* [THE TASK]: I'd like an exact copy of every line from the start of the entries below through the line containing "collides with a", please.

(Stored data)
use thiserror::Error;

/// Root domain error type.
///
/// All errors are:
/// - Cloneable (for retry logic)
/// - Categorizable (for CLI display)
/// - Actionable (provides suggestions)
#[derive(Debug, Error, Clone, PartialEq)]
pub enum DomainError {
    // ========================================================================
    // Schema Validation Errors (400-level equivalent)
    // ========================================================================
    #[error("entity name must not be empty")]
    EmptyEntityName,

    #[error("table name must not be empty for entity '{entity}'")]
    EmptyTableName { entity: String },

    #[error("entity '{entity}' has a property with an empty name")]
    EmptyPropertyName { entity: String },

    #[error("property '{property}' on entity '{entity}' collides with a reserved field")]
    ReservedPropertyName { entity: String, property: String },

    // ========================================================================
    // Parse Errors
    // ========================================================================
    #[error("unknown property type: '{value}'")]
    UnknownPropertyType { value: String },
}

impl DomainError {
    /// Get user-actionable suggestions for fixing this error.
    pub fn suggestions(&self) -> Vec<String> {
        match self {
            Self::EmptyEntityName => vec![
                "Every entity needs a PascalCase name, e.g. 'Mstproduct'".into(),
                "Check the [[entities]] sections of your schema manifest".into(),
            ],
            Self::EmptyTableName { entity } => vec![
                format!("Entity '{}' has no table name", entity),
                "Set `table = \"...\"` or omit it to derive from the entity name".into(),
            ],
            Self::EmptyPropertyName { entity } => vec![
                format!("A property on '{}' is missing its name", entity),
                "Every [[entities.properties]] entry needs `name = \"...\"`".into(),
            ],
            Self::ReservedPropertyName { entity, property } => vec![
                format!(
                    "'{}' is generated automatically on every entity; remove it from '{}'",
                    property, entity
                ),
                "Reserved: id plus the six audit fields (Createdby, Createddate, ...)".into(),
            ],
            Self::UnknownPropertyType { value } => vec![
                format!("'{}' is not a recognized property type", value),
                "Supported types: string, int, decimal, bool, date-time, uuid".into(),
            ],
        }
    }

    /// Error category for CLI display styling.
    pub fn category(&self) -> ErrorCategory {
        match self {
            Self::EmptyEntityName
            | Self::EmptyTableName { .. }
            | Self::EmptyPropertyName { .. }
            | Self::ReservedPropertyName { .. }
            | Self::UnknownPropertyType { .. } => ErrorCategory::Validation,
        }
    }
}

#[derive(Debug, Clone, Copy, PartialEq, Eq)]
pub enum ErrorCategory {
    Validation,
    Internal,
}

* [RESULT FOR THIS EXERCISE]:
use thiserror::Error;

/// Root domain error type.
///
/// All errors are:
/// - Cloneable (for retry logic)
/// - Categorizable (for CLI display)
/// - Actionable (provides suggestions)
#[derive(Debug, Error, Clone, PartialEq)]
pub enum DomainError {
    // ========================================================================
    // Schema Validation Errors (400-level equivalent)
    // ========================================================================
    #[error("entity name must not be empty")]
    EmptyEntityName,

    #[error("table name must not be empty for entity '{entity}'")]
    EmptyTableName { entity: String },

    #[error("entity '{entity}' has a property with an empty name")]
    EmptyPropertyName { entity: String },

    #[error("property '{property}' on entity '{entity}' collides with a reserved field")]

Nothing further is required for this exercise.